"Quelle lamette non sono mai esistite, ma se anche ci fossero state non è giustificabile la condotta dei poliziotti". A dirlo è Michele Passione, avvocato del garante nazionale dei detenuti che si è costituito parte civile nel processo che vede imputati dieci agenti della polizia penitenziaria per l’accusa di tortura e lesioni nei confronti di un 40enne detenuto tunisino nel carcere di Reggio nell’aprile 2023. Tutto documentato dalle telecamere di sorveglianza, con un video che venne diffuso dall’Ansa.

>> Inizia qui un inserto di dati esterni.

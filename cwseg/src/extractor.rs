use std::fs::File;
use std::io::{self, BufWriter, Write};
use std::path::Path;

use crate::corpus::TaggedCorpus;
use crate::errors::Result;
use crate::feature::Templates;

/// Extractor struct for dumping the training instances of a corpus.
/// It reads sentences from a segmented corpus file and writes, for every
/// character, its label followed by its feature keys.
pub struct Extractor {
    templates: Templates,
}

impl Default for Extractor {
    /// Creates a new instance of [`Extractor`] with the default templates.
    fn default() -> Self {
        Self::new(Templates::default())
    }
}

impl Extractor {
    /// Creates a new instance of [`Extractor`].
    ///
    /// # Arguments
    /// * `templates` - The feature templates to extract.
    pub fn new(templates: Templates) -> Self {
        Extractor { templates }
    }

    /// Writes the instances of `corpus` to `writer`, one line per character.
    ///
    /// Each line holds the label (`1` for a word start, `-1` otherwise) and the
    /// feature keys in template order, separated by tabs.
    ///
    /// # Returns
    /// The number of lines written.
    pub fn write_instances<W: Write>(
        &self,
        corpus: &TaggedCorpus,
        mut writer: W,
    ) -> io::Result<usize> {
        let mut count = 0;
        for i in corpus.positions() {
            write!(writer, "{}", corpus.tags()[i].label())?;
            for key in self.templates.extract(corpus.chars(), i) {
                write!(writer, "\t{}", key)?;
            }
            writeln!(writer)?;
            count += 1;
        }
        Ok(count)
    }

    /// Extracts features from a corpus file and writes them to a specified output file.
    ///
    /// # Arguments
    /// * `corpus_path` - The path to the input corpus file containing segmented sentences.
    /// * `features_path` - The path to the output file where extracted features will be written.
    ///
    /// # Returns
    /// The number of instances written.
    pub fn extract(&self, corpus_path: &Path, features_path: &Path) -> Result<usize> {
        let corpus = TaggedCorpus::from_path(corpus_path)?;

        let mut features = BufWriter::new(File::create(features_path)?);
        let count = self.write_instances(&corpus, &mut features)?;
        features.flush()?;

        log::info!("{} instances written to {}", count, features_path.display());
        Ok(count)
    }
}

#[cfg(test)]
mod tests {
    use super::*;

    use std::fs;
    use std::io::Write;

    use tempfile::NamedTempFile;

    #[test]
    fn test_write_instances() -> Result<()> {
        let corpus = TaggedCorpus::from_lines(["AB"])?;
        let extractor = Extractor::new(Templates::new(vec![vec![0], vec![-1, 0]])?);

        let mut out = Vec::new();
        let count = extractor.write_instances(&corpus, &mut out)?;

        assert_eq!(count, 2);
        assert_eq!(String::from_utf8_lossy(&out), "1\t0:A\t1:$A\n-1\t0:B\t1:AB\n");
        Ok(())
    }

    #[test]
    fn test_extract() -> std::result::Result<(), Box<dyn std::error::Error>> {
        // Create a temporary file to simulate the corpus input
        let mut corpus_file = NamedTempFile::new()?;
        writeln!(corpus_file, "这 是 测试 。")?;
        writeln!(corpus_file, "另 一个 句子")?;
        corpus_file.as_file().sync_all()?;

        // Create a temporary file for the features output
        let features_file = NamedTempFile::new()?;

        let extractor = Extractor::default();
        let count = extractor.extract(corpus_file.path(), features_file.path())?;

        let output = fs::read_to_string(features_file.path())?;
        assert_eq!(count, 10);
        assert_eq!(output.lines().count(), 10);

        // label and seven features on every line
        for line in output.lines() {
            let fields: Vec<&str> = line.split('\t').collect();
            assert_eq!(fields.len(), 8);
            assert!(fields[0] == "1" || fields[0] == "-1");
        }
        Ok(())
    }
}
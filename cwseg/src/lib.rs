pub mod corpus;
pub mod errors;
pub mod evaluator;
pub mod extractor;
pub mod feature;
pub mod model;
pub mod perceptron;
pub mod segmenter;
pub mod trainer;
pub mod vocabulary;

const VERSION: &str = env!("CARGO_PKG_VERSION");

pub fn get_version() -> &'static str {
    VERSION
}
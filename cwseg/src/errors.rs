//! Definition of errors.

/// A specialized Result type for Cwseg.
pub type Result<T, E = CwsegError> = std::result::Result<T, E>;

/// The error type for Cwseg.
#[derive(Debug, thiserror::Error)]
pub enum CwsegError {
    /// An argument violates a precondition of the called operation.
    #[error("InvalidArgumentError: {arg}: {msg}")]
    InvalidArgument { arg: &'static str, msg: String },

    /// An input corpus or model file is malformed.
    #[error("InvalidFormatError: {arg}: {msg}")]
    InvalidFormat { arg: &'static str, msg: String },

    /// The training corpus has no character to classify.
    #[error("EmptyCorpusError: the training corpus contains no characters")]
    EmptyCorpus,

    #[error(transparent)]
    Io(#[from] std::io::Error),

    #[error(transparent)]
    Json(#[from] serde_json::Error),
}

impl CwsegError {
    pub(crate) fn invalid_argument<S>(arg: &'static str, msg: S) -> Self
    where
        S: Into<String>,
    {
        Self::InvalidArgument {
            arg,
            msg: msg.into(),
        }
    }

    pub(crate) fn invalid_format<S>(arg: &'static str, msg: S) -> Self
    where
        S: Into<String>,
    {
        Self::InvalidFormat {
            arg,
            msg: msg.into(),
        }
    }
}
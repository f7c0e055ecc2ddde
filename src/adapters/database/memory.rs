use crate::{
    domain::{PointHistory, TransactionType, UserPoint},
    ports::database::{DatabasePort, Error},
};
use chrono::Utc;
use std::{
    collections::HashMap,
    sync::{Arc, Mutex, PoisonError},
    time::Duration,
};

#[derive(Clone, Debug, Default)]
pub struct MemoryDatabase {
    points: Arc<Mutex<HashMap<u64, UserPoint>>>,
    histories: Arc<Mutex<Histories>>,
    /// Delay applied before every call
    ///
    /// Widens the window between a read and the following write, so races between
    /// unserialized callers actually show up in tests.
    latency: Option<Duration>,
}

#[derive(Debug, Default)]
struct Histories {
    last_id: u64,
    by_user: HashMap<u64, Vec<PointHistory>>,
}

impl MemoryDatabase {
    pub fn with_latency(latency: Duration) -> Self {
        Self {
            latency: Some(latency),
            ..Self::default()
        }
    }

    async fn simulate_latency(&self) {
        if let Some(latency) = self.latency {
            tokio::time::sleep(latency).await;
        }
    }
}

#[async_trait::async_trait]
impl DatabasePort for MemoryDatabase {
    async fn select_by_id(&self, user_id: u64) -> Result<UserPoint, Error> {
        self.simulate_latency().await;
        let user_point = self
            .points
            .lock()?
            .get(&user_id)
            .cloned()
            .unwrap_or_else(|| UserPoint::empty(user_id, Utc::now().timestamp_millis()));

        Ok(user_point)
    }

    async fn insert_or_update(&self, user_id: u64, point: u64) -> Result<UserPoint, Error> {
        self.simulate_latency().await;
        let user_point = UserPoint {
            user_id,
            point,
            updated_at_millis: Utc::now().timestamp_millis(),
        };
        self.points.lock()?.insert(user_id, user_point.clone());

        Ok(user_point)
    }

    async fn insert_history(
        &self,
        user_id: u64,
        amount: u64,
        kind: TransactionType,
        timestamp_millis: i64,
    ) -> Result<PointHistory, Error> {
        self.simulate_latency().await;
        let mut histories = self.histories.lock()?;
        histories.last_id += 1;
        let history = PointHistory {
            id: histories.last_id,
            user_id,
            amount,
            kind,
            timestamp_millis,
        };
        histories
            .by_user
            .entry(user_id)
            .or_default()
            .push(history.clone());

        Ok(history)
    }

    async fn select_history_by_user_id(&self, user_id: u64) -> Result<Vec<PointHistory>, Error> {
        self.simulate_latency().await;
        let histories = self
            .histories
            .lock()?
            .by_user
            .get(&user_id)
            .cloned()
            .unwrap_or_default();

        Ok(histories)
    }
}

/// Erased [`PoisonError`]
///
/// `PoisonError` keeps the `MutexGuard` internally, which is not send. Thus we erase the error
/// and only keep the string representation instead.
#[derive(Debug, thiserror::Error)]
#[error("poison error: {0}")]
pub struct ErasedPoisonError(String);

impl<T> From<PoisonError<T>> for Error {
    fn from(err: PoisonError<T>) -> Self {
        Self::Adapter(Box::new(ErasedPoisonError(err.to_string())))
    }
}
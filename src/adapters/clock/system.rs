use crate::ports::clock::ClockPort;
use chrono::Utc;

/// Wall clock
#[derive(Clone, Copy, Debug, Default)]
pub struct SystemClock;

impl ClockPort for SystemClock {
    fn now_millis(&self) -> i64 {
        Utc::now().timestamp_millis()
    }
}
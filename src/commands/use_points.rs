use std::{
    future::Future,
    pin::Pin,
    task::{Context, Poll},
};

use log::{info, warn};
use tower::Service;

use crate::{
    domain::{TransactionType, UserPoint},
    ports::{clock::ClockPort, database::DatabasePort},
};

use super::{DomainLogic, Error};

pub struct UseRequest {
    pub user_id: u64,
    pub amount: i64,
}

impl<D, C> DomainLogic<D, C>
where
    D: DatabasePort,
    C: ClockPort,
{
    /// Spend `amount` points out of the balance of `user_id`
    pub async fn use_points(&self, user_id: u64, amount: i64) -> Result<UserPoint, Error> {
        let amount = self.policy.check_use_amount(amount).map_err(|violation| {
            warn!("rejected use of {amount} for user {user_id}: {violation:?}");
            Error::invalid_amount(amount, violation)
        })?;

        let _guard = self.lock_user(user_id).await?;

        let current = self.database.select_by_id(user_id).await?;
        let new_point = self
            .policy
            .used_balance(current.point, amount)
            .map_err(|_| {
                warn!(
                    "rejected use of {amount} for user {user_id}: only {} available",
                    current.point
                );
                Error::InsufficientBalance {
                    user_id,
                    current: current.point,
                    amount,
                }
            })?;

        let user_point = self.database.insert_or_update(user_id, new_point).await?;
        self.database
            .insert_history(user_id, amount, TransactionType::Use, self.clock.now_millis())
            .await?;
        info!(
            "used {amount} for user {user_id}: {} -> {}",
            current.point, user_point.point
        );

        Ok(user_point)
    }
}

impl<D, C> Service<UseRequest> for DomainLogic<D, C>
where
    D: DatabasePort + 'static,
    C: ClockPort + 'static,
{
    type Response = UserPoint;
    type Error = Error;
    type Future = Pin<Box<dyn Future<Output = Result<Self::Response, Self::Error>> + Send>>;

    fn poll_ready(&mut self, _cx: &mut Context<'_>) -> Poll<Result<(), Self::Error>> {
        Poll::Ready(Ok(()))
    }

    fn call(&mut self, req: UseRequest) -> Self::Future {
        let domain = self.clone();
        Box::pin(async move { domain.use_points(req.user_id, req.amount).await })
    }
}
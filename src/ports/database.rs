use crate::domain::{PointHistory, TransactionType, UserPoint};

/// Storage for balances and their history
///
/// Each call is applied atomically on its own, but nothing ties two calls together. Callers
/// that read, then write, must serialize themselves.
#[mockall::automock]
#[async_trait::async_trait]
pub trait DatabasePort: Send + Sync {
    /// Current balance, or an empty one if the user is unknown
    async fn select_by_id(&self, user_id: u64) -> Result<UserPoint, Error>;
    async fn insert_or_update(&self, user_id: u64, point: u64) -> Result<UserPoint, Error>;
    async fn insert_history(
        &self,
        user_id: u64,
        amount: u64,
        kind: TransactionType,
        timestamp_millis: i64,
    ) -> Result<PointHistory, Error>;
    /// History of a user, oldest first
    async fn select_history_by_user_id(&self, user_id: u64) -> Result<Vec<PointHistory>, Error>;
}

#[derive(Debug, thiserror::Error)]
pub enum Error {
    /// Concrete adapter errors
    ///
    /// This could represent any errors from a concrete adapter that is not part of the domain
    /// model, such as connectivity, configuration, or permission errors.
    #[error("adapter error: {0:?}")]
    Adapter(Box<dyn std::error::Error + Send + Sync>),
}
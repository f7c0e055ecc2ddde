use std::time::Duration;

/// Smallest amount accepted by a single charge
pub const MIN_CHARGE: u64 = 10_000;

/// Upper bound for the balance of any user, and for a single use
pub const MAX_BALANCE: u64 = 1_000_000;

/// Current point balance of a user
#[derive(Clone, Debug, PartialEq, Eq)]
pub struct UserPoint {
    pub user_id: u64,
    /// Number of points held by the user
    ///
    /// Always within `0..=MAX_BALANCE` when read back from the store.
    pub point: u64,
    pub updated_at_millis: i64,
}

impl UserPoint {
    /// Balance of a user the store has never seen
    pub fn empty(user_id: u64, now_millis: i64) -> Self {
        Self {
            user_id,
            point: 0,
            updated_at_millis: now_millis,
        }
    }
}

/// Details for a committed balance change
#[derive(Clone, Debug, PartialEq, Eq)]
pub struct PointHistory {
    /// Sequence number assigned by the store
    ///
    /// Strictly increasing in commit order, even when two records share a timestamp.
    pub id: u64,
    pub user_id: u64,
    /// Number of points moved. Always positive, the direction is given by `kind`.
    pub amount: u64,
    pub kind: TransactionType,
    pub timestamp_millis: i64,
}

#[derive(Clone, Copy, Debug, PartialEq, Eq, Hash)]
pub enum TransactionType {
    Charge,
    Use,
}

/// Business limits applied to balance changes
#[derive(Clone, Debug, PartialEq, Eq)]
pub struct PointPolicy {
    pub min_charge: u64,
    pub max_balance: u64,
    /// Maximum time to wait for the per-user guard
    ///
    /// `None` waits forever, which is fine as long as critical sections stay short.
    pub lock_timeout: Option<Duration>,
}

impl Default for PointPolicy {
    fn default() -> Self {
        Self {
            min_charge: MIN_CHARGE,
            max_balance: MAX_BALANCE,
            lock_timeout: None,
        }
    }
}

/// Reason a balance change was rejected
#[derive(Clone, Debug, PartialEq, Eq)]
pub enum Violation {
    ChargeTooSmall { min_charge: u64 },
    NonPositiveAmount,
    UseTooLarge { max_use: u64 },
    BalanceLimitExceeded { max_balance: u64 },
    InsufficientBalance,
}

impl PointPolicy {
    /// Static check on a charge amount, done before any lock is taken
    pub fn check_charge_amount(&self, amount: i64) -> Result<u64, Violation> {
        match u64::try_from(amount) {
            Ok(amount) if amount >= self.min_charge && amount > 0 => Ok(amount),
            _ => Err(Violation::ChargeTooSmall {
                min_charge: self.min_charge,
            }),
        }
    }

    /// Static check on a use amount, done before any lock is taken
    pub fn check_use_amount(&self, amount: i64) -> Result<u64, Violation> {
        let amount = match u64::try_from(amount) {
            Ok(amount) if amount > 0 => amount,
            _ => return Err(Violation::NonPositiveAmount),
        };
        if amount > self.max_balance {
            return Err(Violation::UseTooLarge {
                max_use: self.max_balance,
            });
        }

        Ok(amount)
    }

    /// Balance after charging `amount` on top of `current`
    pub fn charged_balance(&self, current: u64, amount: u64) -> Result<u64, Violation> {
        current
            .checked_add(amount)
            .filter(|new_balance| *new_balance <= self.max_balance)
            .ok_or(Violation::BalanceLimitExceeded {
                max_balance: self.max_balance,
            })
    }

    /// Balance after using `amount` out of `current`
    pub fn used_balance(&self, current: u64, amount: u64) -> Result<u64, Violation> {
        current
            .checked_sub(amount)
            .ok_or(Violation::InsufficientBalance)
    }
}
use std::sync::Arc;

use crate::{
    domain::{PointPolicy, Violation},
    locks::{KeyGuard, KeyLockRegistry},
};

pub mod charge;
pub mod query;
pub mod use_points;

/// Point mutation service
///
/// Mutations for the same user are serialized through a [`KeyLockRegistry`], mutations for
/// different users run in parallel. Reads go straight to the database without locking.
pub struct DomainLogic<D, C> {
    database: Arc<D>,
    clock: Arc<C>,
    locks: KeyLockRegistry<u64>,
    policy: PointPolicy,
}

impl<D, C> DomainLogic<D, C> {
    pub fn new(database: Arc<D>, clock: Arc<C>) -> Self {
        Self {
            database,
            clock,
            locks: KeyLockRegistry::new(),
            policy: PointPolicy::default(),
        }
    }

    pub fn with_policy(mut self, policy: PointPolicy) -> Self {
        self.policy = policy;
        self
    }

    pub fn policy(&self) -> &PointPolicy {
        &self.policy
    }

    /// Number of users with a mutation in flight or queued
    pub fn locked_users(&self) -> usize {
        self.locks.len()
    }

    /// Take the guard for `user_id`, honoring the configured timeout
    async fn lock_user(&self, user_id: u64) -> Result<KeyGuard<u64>, Error> {
        match self.policy.lock_timeout {
            Some(timeout) => self
                .locks
                .acquire_timeout(user_id, timeout)
                .await
                .map_err(|err| Error::LockTimeout {
                    user_id,
                    timeout: err.0,
                }),
            None => Ok(self.locks.acquire(user_id).await),
        }
    }
}

/// Clones share the database, the clock and the lock registry
impl<D, C> Clone for DomainLogic<D, C> {
    fn clone(&self) -> Self {
        Self {
            database: self.database.clone(),
            clock: self.clock.clone(),
            locks: self.locks.clone(),
            policy: self.policy.clone(),
        }
    }
}

#[derive(thiserror::Error, Debug)]
pub enum Error {
    /// The amount is malformed or out of range, whatever the current balance
    #[error("invalid amount {amount}: {reason}")]
    InvalidAmount { amount: i64, reason: String },

    /// Charging would push the balance above the maximum
    #[error("balance of user {user_id} would exceed {max_balance}: {current} + {amount}")]
    BalanceLimitExceeded {
        user_id: u64,
        current: u64,
        amount: u64,
        max_balance: u64,
    },

    /// Using more points than the user holds
    #[error("user {user_id} holds {current} points, cannot use {amount}")]
    InsufficientBalance {
        user_id: u64,
        current: u64,
        amount: u64,
    },

    #[error("database port error: {0:?}")]
    Store(#[from] crate::ports::database::Error),

    #[error("timed out after {timeout:?} waiting for the lock of user {user_id}")]
    LockTimeout {
        user_id: u64,
        timeout: std::time::Duration,
    },
}

impl Error {
    /// Turn a static amount check failure into an [`Error::InvalidAmount`]
    fn invalid_amount(amount: i64, violation: Violation) -> Self {
        let reason = match violation {
            Violation::ChargeTooSmall { min_charge } => {
                format!("charges start at {min_charge} points")
            }
            Violation::NonPositiveAmount => "amount must be positive".to_string(),
            Violation::UseTooLarge { max_use } => {
                format!("at most {max_use} points can be used at once")
            }
            other => format!("{other:?}"),
        };
        Self::InvalidAmount { amount, reason }
    }
}
pub mod system;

Ieri mattina, nell’ambito del processo, è stato ascoltato in udienza un comandante della polizia penitenziaria, non imputato, come persona informata sui fatti. In particolare riguardo alle relazioni – contestate come false – compilate da due vice-ispettori che riportarono a verbale la presenza di alcune lamette trovate addosso al detenuto. Un rinvenimento che secondo le tesi difensive, portò all’uso della forza da parte dei secondini. Una bagarre giudiziaria che si protrae da diverse udienze.
Il comandante, durante l’audizione, ha spiegato di non essere in servizio all’epoca dei fatti e che ha ‘ereditato’ la documentazione da inviare poi come informativa alla Procura. Gli è stato chiesto conto di dove fossero state portate le lamette e lui ha risposto che, dall’interlocuzione con l’ufficio comando, ha dedotto che sarebbero state smaltite. Uno dei due viceispettori imputati già sentito nelle scorse udienza aveva detto di aver sentito da un collega la presenza delle lamette, mentre l’altro sarebbe dovuto essere ascoltato oggi. Ma la sua testimonianza è stata rinviata all’11 novembre quando verranno anche depositati agli atti i carteggi delle relazioni. Il 25 novembre è in programma la discussione con parola a pm e parti civili con la visione in aula del video. Il 9 dicembre toccherà alle difese per le repliche. La sentenza potrebbe slittare al 2025.
La pm titolare del fascicolo d’inchiesta Maria Rita Pantani contesta agli imputati di aver incappucciato con una federa stretta al collo, sgambettato, denudato e picchiato con calci e pugni, anche quando era in terra, e calpestato il detenuto tunisino. Nella seconda fase del pestaggio il detenuto fu portato in cella, nuovamente picchiato e lasciato nudo dalla cintola in giù per oltre un’ora, malgrado nel frattempo si fosse ferito e sanguinasse. Quello che avvenne è documentato dai video delle telecamere interne del carcere, agli atti dell’inchiesta.
dan. p.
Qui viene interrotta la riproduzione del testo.